__Your objective__. Reproduce the data that follows in its entirety, character for character.

__Extracted records__.
----

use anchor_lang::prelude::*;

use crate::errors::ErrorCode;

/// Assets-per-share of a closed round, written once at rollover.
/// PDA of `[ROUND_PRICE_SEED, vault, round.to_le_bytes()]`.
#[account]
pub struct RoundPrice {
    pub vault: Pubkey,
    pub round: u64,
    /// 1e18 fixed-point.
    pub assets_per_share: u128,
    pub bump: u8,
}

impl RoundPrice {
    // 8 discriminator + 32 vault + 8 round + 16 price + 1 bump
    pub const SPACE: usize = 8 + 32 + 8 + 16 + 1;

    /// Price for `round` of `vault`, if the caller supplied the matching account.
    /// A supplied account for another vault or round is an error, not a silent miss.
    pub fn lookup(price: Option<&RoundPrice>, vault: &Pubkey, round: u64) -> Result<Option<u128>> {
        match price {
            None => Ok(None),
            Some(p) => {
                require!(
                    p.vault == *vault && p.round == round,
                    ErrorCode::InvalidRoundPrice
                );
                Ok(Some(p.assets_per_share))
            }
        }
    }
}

----

__Reply__.
use anchor_lang::prelude::*;

use crate::errors::ErrorCode;

/// Assets-per-share of a closed round, written once at rollover.
/// PDA of `[ROUND_PRICE_SEED, vault, round.to_le_bytes()]`.
#[account]
pub struct RoundPrice {
    pub vault: Pubkey,
    pub round: u64,
    /// 1e18 fixed-point.
    pub assets_per_share: u128,
    pub bump: u8,
}

impl RoundPrice {
    // 8 discriminator + 32 vault + 8 round + 16 price + 1 bump
    pub const SPACE: usize = 8 + 32 + 8 + 16 + 1;

    /// Price for `round` of `vault`, if the caller supplied the matching account.
    /// A supplied account for another vault or round is an error, not a silent miss.
    pub fn lookup(price: Option<&RoundPrice>, vault: &Pubkey, round: u64) -> Result<Option<u128>> {
        match price {
            None => Ok(None),
            Some(p) => {
                require!(
                    p.vault == *vault && p.round == round,
                    ErrorCode::InvalidRoundPrice
                );
                Ok(Some(p.assets_per_share))
            }
        }
    }
}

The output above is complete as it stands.